In the data below, find each line carrying the string "instrumentation" and copy it out.

*** Supplied data ***

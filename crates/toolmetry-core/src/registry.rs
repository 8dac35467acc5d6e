//! Tool registry backing the serving surface.
//!
//! The registry is where admitted tools land at startup. It has two phases,
//! like any registry shared with a server:
//!
//! - **Registration phase**: [`ToolRegistry::register`] takes `&mut self`.
//!   Only tools that passed the capability gate are registered here.
//! - **Serving phase**: once wrapped in [`Arc`], lookups ([`get`], [`list`])
//!   and the in-flight counter are safe to use concurrently. Nothing is
//!   registered or removed after this point.
//!
//! [`get`]: ToolRegistry::get
//! [`list`]: ToolRegistry::list

use std::{
    collections::HashMap,
    fmt,
    future::Future,
    marker::PhantomData,
    sync::{
        Arc,
        atomic::{AtomicU64, Ordering},
    },
};

use futures::future::BoxFuture;
use schemars::JsonSchema;
use serde::{Serialize, de::DeserializeOwned};
use serde_json::Value;
use tracing::{debug, instrument};

use crate::{JsonObject, gate::ToolGate};

/// Errors raised while registering tools.
#[derive(Debug, thiserror::Error)]
#[non_exhaustive]
pub enum RegistryError {
    /// Each tool name can be registered once.
    #[error("duplicate tool name: {0}")]
    DuplicateName(String),
}

/// Failure returned by a tool handler.
///
/// This is the error a tool caller sees; the instrumentation layer reports
/// it and passes it through unchanged.
#[derive(Debug, thiserror::Error)]
#[non_exhaustive]
pub enum ToolError {
    /// The arguments did not match the tool's input schema.
    #[error("invalid arguments: {0}")]
    InvalidArguments(String),

    /// The thing the tool was asked about does not exist.
    #[error("{0}")]
    NotFound(String),

    #[error(transparent)]
    Failed(#[from] anyhow::Error),
}

impl ToolError {
    pub fn invalid_arguments(message: impl fmt::Display) -> Self {
        Self::InvalidArguments(message.to_string())
    }

    pub fn not_found(message: impl fmt::Display) -> Self {
        Self::NotFound(message.to_string())
    }

    pub fn failed(message: impl fmt::Display) -> Self {
        Self::Failed(anyhow::anyhow!("{message}"))
    }
}

/// Future returned by [`ToolHandler::call`].
pub type ToolFuture<'a> = BoxFuture<'a, Result<Value, ToolError>>;

/// Business logic behind a tool.
///
/// Implemented for any `Fn(JsonObject) -> impl Future<Output = Result<Value,
/// ToolError>>`; use [`typed`] for handlers with typed input and output.
pub trait ToolHandler: Send + Sync {
    fn call(&self, arguments: JsonObject) -> ToolFuture<'_>;
}

impl<F, Fut> ToolHandler for F
where
    F: Fn(JsonObject) -> Fut + Send + Sync,
    Fut: Future<Output = Result<Value, ToolError>> + Send + 'static,
{
    fn call(&self, arguments: JsonObject) -> ToolFuture<'_> {
        Box::pin(self(arguments))
    }
}

/// Adapts a handler taking a deserialized input and returning a
/// serializable output.
///
/// Arguments that fail to deserialize produce [`ToolError::InvalidArguments`]
/// without running the handler.
pub fn typed<I, O, F, Fut>(handler: F) -> TypedHandler<I, O, F>
where
    I: DeserializeOwned + Send + 'static,
    O: Serialize + Send + 'static,
    F: Fn(I) -> Fut + Send + Sync,
    Fut: Future<Output = Result<O, ToolError>> + Send + 'static,
{
    TypedHandler {
        handler,
        _marker: PhantomData,
    }
}

/// Handler produced by [`typed`].
pub struct TypedHandler<I, O, F> {
    handler: F,
    _marker: PhantomData<fn(I) -> O>,
}

impl<I, O, F, Fut> ToolHandler for TypedHandler<I, O, F>
where
    I: DeserializeOwned + Send + 'static,
    O: Serialize + Send + 'static,
    F: Fn(I) -> Fut + Send + Sync,
    Fut: Future<Output = Result<O, ToolError>> + Send + 'static,
{
    fn call(&self, arguments: JsonObject) -> ToolFuture<'_> {
        let input = serde_json::from_value::<I>(Value::Object(arguments));
        let future = input.map(|input| (self.handler)(input));
        Box::pin(async move {
            let output = future.map_err(ToolError::invalid_arguments)?.await?;
            serde_json::to_value(output)
                .map_err(|e| ToolError::failed(format!("failed to serialize output: {e}")))
        })
    }
}

/// Static description of a tool, as listed to callers.
#[derive(Debug, Clone, PartialEq)]
pub struct ToolDefinition {
    pub name: String,
    pub title: Option<String>,
    pub description: String,
    /// JSON Schema of the tool's arguments object.
    pub input_schema: JsonObject,
    pub gate: ToolGate,
}

impl ToolDefinition {
    /// Creates an ungated definition accepting any object.
    pub fn new(name: impl Into<String>) -> Self {
        let mut input_schema = JsonObject::new();
        input_schema.insert("type".to_string(), Value::String("object".to_string()));
        Self {
            name: name.into(),
            title: None,
            description: String::new(),
            input_schema,
            gate: ToolGate::Always,
        }
    }

    /// Creates a definition whose input schema is derived from `I`.
    pub fn for_input<I: JsonSchema>(name: impl Into<String>) -> Self {
        let definition = Self::new(name);
        match serde_json::to_value(schemars::schema_for!(I)) {
            Ok(Value::Object(schema)) => definition.with_input_schema(schema),
            _ => definition,
        }
    }

    #[must_use]
    pub fn with_title(mut self, title: impl Into<String>) -> Self {
        self.title = Some(title.into());
        self
    }

    #[must_use]
    pub fn with_description(mut self, description: impl Into<String>) -> Self {
        self.description = description.into();
        self
    }

    #[must_use]
    pub fn with_input_schema(mut self, schema: JsonObject) -> Self {
        self.input_schema = schema;
        self
    }

    #[must_use]
    pub fn with_gate(mut self, gate: ToolGate) -> Self {
        self.gate = gate;
        self
    }
}

/// A registered tool: its definition and the handler that runs it.
#[derive(Clone)]
pub struct RegisteredTool {
    pub definition: ToolDefinition,
    handler: Arc<dyn ToolHandler>,
}

impl RegisteredTool {
    pub fn name(&self) -> &str {
        &self.definition.name
    }

    /// Runs the handler. No instrumentation happens here.
    pub fn call(&self, arguments: JsonObject) -> ToolFuture<'_> {
        self.handler.call(arguments)
    }
}

impl fmt::Debug for RegisteredTool {
    fn fmt(&self, f: &mut fmt::Formatter<'_>) -> fmt::Result {
        f.debug_struct("RegisteredTool")
            .field("definition", &self.definition)
            .finish_non_exhaustive()
    }
}

/// Tools exposed by a running server.
#[derive(Debug, Default)]
pub struct ToolRegistry {
    tools: HashMap<String, Arc<RegisteredTool>>,
    inflight: AtomicU64,
}

/// RAII guard returned by [`ToolRegistry::start_request_guard`].
pub struct InflightRequestGuard<'a> {
    registry: &'a ToolRegistry,
}

impl Drop for InflightRequestGuard<'_> {
    fn drop(&mut self) {
        self.registry.end_request();
    }
}

impl ToolRegistry {
    #[must_use]
    pub fn new() -> Self {
        Self::default()
    }

    /// Registers a tool under its definition's name.
    ///
    /// # Errors
    ///
    /// Returns [`RegistryError::DuplicateName`] if a tool with the same name
    /// is already registered.
    #[instrument(skip(self, definition, handler), fields(tool = %definition.name))]
    pub fn register(
        &mut self,
        definition: ToolDefinition,
        handler: Arc<dyn ToolHandler>,
    ) -> Result<(), RegistryError> {
        if self.tools.contains_key(&definition.name) {
            return Err(RegistryError::DuplicateName(definition.name));
        }

        debug!(gate = %definition.gate, "registered tool");
        self.tools.insert(
            definition.name.clone(),
            Arc::new(RegisteredTool {
                definition,
                handler,
            }),
        );
        Ok(())
    }

    pub fn get(&self, name: &str) -> Option<Arc<RegisteredTool>> {
        self.tools.get(name).cloned()
    }

    pub fn contains(&self, name: &str) -> bool {
        self.tools.contains_key(name)
    }

    /// Returns every registered definition, ordered by name.
    pub fn list(&self) -> Vec<&ToolDefinition> {
        let mut definitions: Vec<_> = self.tools.values().map(|tool| &tool.definition).collect();
        definitions.sort_by(|a, b| a.name.cmp(&b.name));
        definitions
    }

    #[must_use]
    pub fn len(&self) -> usize {
        self.tools.len()
    }

    #[must_use]
    pub fn is_empty(&self) -> bool {
        self.tools.is_empty()
    }

    pub fn start_request(&self) {
        self.inflight.fetch_add(1, Ordering::Relaxed);
    }

    /// Increments the in-flight counter until the guard is dropped.
    pub fn start_request_guard(&self) -> InflightRequestGuard<'_> {
        self.start_request();
        InflightRequestGuard { registry: self }
    }

    /// Saturates at zero.
    pub fn end_request(&self) {
        let _ = self
            .inflight
            .fetch_update(Ordering::Relaxed, Ordering::Relaxed, |current| {
                Some(current.saturating_sub(1))
            });
    }

    #[must_use]
    pub fn inflight_count(&self) -> u64 {
        self.inflight.load(Ordering::Relaxed)
    }

    /// Waits until no tool call is in flight, polling every 10ms.
    pub async fn drain(&self) {
        while self.inflight_count() > 0 {
            tokio::time::sleep(tokio::time::Duration::from_millis(10)).await;
        }
    }
}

*** End of Supplied data ***

| Response box |
/// This is the error a tool caller sees; the instrumentation layer reports
    /// Runs the handler. No instrumentation happens here.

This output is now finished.